Chaque jour, la maladie lui vole un peu plus son amour,
Chaque instant une perte, chaque souffle un détour.
Les vagues grondent, écho de son désespoir infini,
Chaque ressac un cri, chaque écume une mélodie.
Il voit sa femme, autrefois pleine de vie et de lumière,
S’éteindre lentement, dans une sombre atmosphère.
Ses mains ridées caressent des souvenirs fanés,
Des fragments de bonheur, des moments volés.
Le vent murmure des lamentations, des promesses envolées,
Des rêves brisés, des espoirs effacés.
Il regarde sa femme avec une tendresse infinie,
Chaque sourire forcé, chaque regard vide, une blessure en lui.
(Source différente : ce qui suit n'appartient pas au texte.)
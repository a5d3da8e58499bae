//! The distributed-cache daemon: serves files under a root directory to
//! [`crate::dcache::DCache`] peers over a line-framed TCP protocol.
//!
//! One task runs the accept loop; each accepted connection gets its own
//! task, which alternates between reading a request line and writing back
//! the requested file's bytes. A write that does not complete inside the
//! configured deadline, or a stop signal from [`DaemonHandle::stop`], ends
//! the connection.

use crate::config::DaemonConfig;
use crate::error::{Error, Result};
use std::net::SocketAddr;
use std::path::PathBuf;
use std::sync::Arc;
use std::time::Duration;
use tokio::io::{AsyncBufReadExt, AsyncWriteExt, BufReader};
use tokio::net::{TcpListener, TcpStream};
use tokio::sync::broadcast;
use tracing::{debug, warn};

/// A running daemon's accept loop. Construct with [`Daemon::bind`], then
/// drive it to completion with [`Daemon::run`].
pub struct Daemon {
	listener: TcpListener,
	root: Arc<PathBuf>,
	write_timeout: Duration,
	stop_tx: broadcast::Sender<()>,
}

/// A handle that can stop a [`Daemon`] from outside the task running it.
#[derive(Clone)]
pub struct DaemonHandle {
	stop_tx: broadcast::Sender<()>,
}

impl DaemonHandle {
	/// Stop accepting new connections and close every connection currently
	/// open. Idempotent: calling this more than once is harmless.
	pub fn stop(&self) {
		let _ = self.stop_tx.send(());
	}
}

impl Daemon {
	/// Bind the daemon's listening socket. Binding to `::` accepts both
	/// IPv4 and IPv6 connections on platforms (Linux included) whose
	/// default `IPV6_V6ONLY` setting is off.
	pub async fn bind(config: &DaemonConfig) -> Result<(Daemon, DaemonHandle)> {
		let listener = TcpListener::bind(("::", config.port))
			.await
			.map_err(|e| Error::io(format!("binding daemon to port {}", config.port), e))?;
		let (stop_tx, _) = broadcast::channel(1);
		let handle = DaemonHandle { stop_tx: stop_tx.clone() };
		let daemon = Daemon {
			listener,
			root: Arc::new(config.root.clone()),
			write_timeout: config.write_timeout(),
			stop_tx,
		};
		Ok((daemon, handle))
	}

	/// The address actually bound, useful when `config.port == 0`.
	pub fn local_addr(&self) -> std::io::Result<SocketAddr> {
		self.listener.local_addr()
	}

	/// Run the accept loop until [`DaemonHandle::stop`] is called.
	pub async fn run(self) -> Result<()> {
		let mut stop_rx = self.stop_tx.subscribe();
		loop {
			tokio::select! {
				accepted = self.listener.accept() => {
					let (socket, peer) = match accepted {
						Ok(pair) => pair,
						Err(e) => {
							warn!(error = %e, "accept failed");
							continue;
						}
					};
					if let Err(e) = socket.set_nodelay(true) {
						warn!(error = %e, %peer, "failed to set TCP_NODELAY");
					}
					debug!(%peer, "accepted connection");
					let root = self.root.clone();
					let write_timeout = self.write_timeout;
					let conn_stop_rx = self.stop_tx.subscribe();
					tokio::spawn(async move {
						if let Err(e) = serve_connection(socket, root, write_timeout, conn_stop_rx).await {
							match e {
								Error::Timeout => debug!(%peer, "connection ended after write timeout"),
								_ => warn!(error = %e, %peer, "connection ended with an I/O error"),
							}
						}
					});
				}
				_ = stop_rx.recv() => {
					debug!("daemon stopping");
					return Ok(());
				}
			}
		}
	}
}

async fn serve_connection(
	socket: TcpStream,
	root: Arc<PathBuf>,
	write_timeout: Duration,
	mut stop_rx: broadcast::Receiver<()>,
) -> Result<()> {
	let (read_half, mut writer) = socket.into_split();
	let mut reader = BufReader::new(read_half);

	loop {
		let mut request = Vec::new();
		let read = tokio::select! {
			result = reader.read_until(b'\n', &mut request) => result,
			_ = stop_rx.recv() => {
				debug!("connection closed by daemon stop");
				return Ok(());
			}
		};
		let n = read.map_err(|e| Error::io("reading request", e))?;
		if n == 0 {
			// Peer closed its write side.
			return Ok(());
		}
		if request.last() == Some(&b'\n') {
			request.pop();
		}
		if request.last() == Some(&b'\0') {
			request.pop();
		}

		let path = root.join(String::from_utf8_lossy(&request).as_ref());
		let contents = tokio::task::spawn_blocking(move || std::fs::read(&path))
			.await
			.map_err(|e| Error::io("file read task panicked", std::io::Error::other(e)))?
			.unwrap_or_default();

		let sent = tokio::time::timeout(write_timeout, async {
			writer.write_all(&contents).await?;
			writer.write_all(b"\n").await?;
			writer.flush().await
		})
		.await;

		match sent {
			Ok(Ok(())) => {}
			Ok(Err(e)) => {
				warn!(error = %e, "write failed");
				return Err(Error::io("writing response", e));
			}
			Err(_) => {
				warn!("write deadline exceeded, closing connection");
				return Err(Error::Timeout);
			}
		}
	}
}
Les étoiles refusent de briller, cachées par des nuages impitoyables,
Sa douleur est un abîme, une chute inéluctable.
Les vagues montent, emportant ses espoirs évanouis,
La mer, indifférente, continue son ballet sans bruit.
Ses larmes, perles amères, se fondent dans l’océan,
Symbole d’une vie marquée par le tourment.
Ainsi, seul au bord de l’eau, il pleure en silence,
Un vieux monsieur, écrasé par le poids de l’absence.
Cherchant un réconfort dans le fracas des vagues éternelles,
Espérant que la mer emportera enfin ses peines cruelles.